Like most geometry and graphics in Knowledge Bridge, the topics covered in this document are heavily based on three.js. The terminology, the usage, and even the flaws are (maybe) from three.js. The primary reason for this is because three.js is really, really good, and it means you can learn a great deal about kBridge graphics by searching the Internet for the same subjects in three.js.
Textures and Materials
Textures and Materials are closely related. Although you can create a Texture and never use it, textures are almost always used to help define a Material. You can even create a textured material without using the Texture Design.
A texture “image” is a bitmap file, such as a JPEG or bmp, which consists of a rectangle of pixels. In general, the image is a rectangle of datacells, and each datacell can be interpreted any way needed. For example, a cell can contain color information in red-green-blue components to make a single-color pixel. But the same data could be interpreted as an x-y-z vector, which could be use to change how a surface reflects light. A Material can use several textures, one to supply the base color, another to supply a “bump map”, and others to transparency, etc.
UV Space
If you are familiar with UV mapping, you can skip this section.

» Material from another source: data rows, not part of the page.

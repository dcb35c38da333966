//! Near-real-time transit line status with a rolling local delay history.
//!
//! Raw line records from the upstream status API are normalized into
//! [`LineStatus`] values with a heuristic delay estimate, reduced to a single
//! [`DelayStats`], and folded into a bounded, one-record-per-day history kept
//! in a [`BlobStore`].
//!
//! ```no_run
//! use std::sync::Arc;
//! use transit_delay_watch::{
//!     FileBlobStore, HistorySettings, HistoryTracker, StatusClient, StatusPoller,
//!     DEFAULT_POLL_INTERVAL, DEFAULT_STATUS_URL,
//! };
//!
//! # async fn run() -> anyhow::Result<()> {
//! let tracker = HistoryTracker::new(
//!     Box::new(FileBlobStore::in_cache_dir()),
//!     HistorySettings::default(),
//! );
//! let client = StatusClient::new(DEFAULT_STATUS_URL, None)?;
//! let handle = StatusPoller::new(Arc::new(client), tracker, DEFAULT_POLL_INTERVAL).spawn();
//!
//! let mut updates = handle.subscribe();
//! updates.changed().await?;
//! println!("{:?}", updates.borrow().delay_stats);
//!
//! handle.shutdown().await;
//! # Ok(())
//! # }
//! ```

pub mod aggregator;
pub mod config;
pub mod display;
pub mod fetcher;
pub mod history;
pub mod models;
pub mod normalizer;
pub mod poller;
pub mod store;

pub use aggregator::calculate_delay_stats;
pub use crate::config::AppConfig;
pub use fetcher::{
    DEFAULT_STATUS_URL, FETCH_ERROR_MESSAGE, FetchError, StatusClient, StatusSource,
};
pub use history::{Calendar, HistorySettings, HistoryTracker};
pub use models::{
    DailyDelayRecord, DelayStats, LineStatus, RawLine, RawLineStatus, ServiceLevel, WorstLine,
};
pub use normalizer::{estimate_delay_minutes, normalize_line, normalize_lines};
pub use poller::{DashboardSnapshot, PollerHandle, StatusPoller, DEFAULT_POLL_INTERVAL};
pub use store::{BlobStore, FileBlobStore, MemoryBlobStore, StoreError};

UV mapping is a fundamental concept in computer graphics. Given an image defined as a 2D rectangle, typically in a bitmap file format such as JPEG, it is necessary to determine how it gets “mapped” to a 3D face in the scene. The image pixels are given coordinates in “UV Space” which is just like an XY coordinate system, where U is the “x” and V is the “y”. The mapping is done per face. All faces are triangles. When we construct the triangle, in addition to its three 3d vertex coordinates, we give each vertex a u,v coordinate as well. The area in between vertices gets linearly interpolated from the same points in the uv map, which is the image you are trying to paint. No matter how stretched or distorted the target triangle becomes, the map will always have a value from the image.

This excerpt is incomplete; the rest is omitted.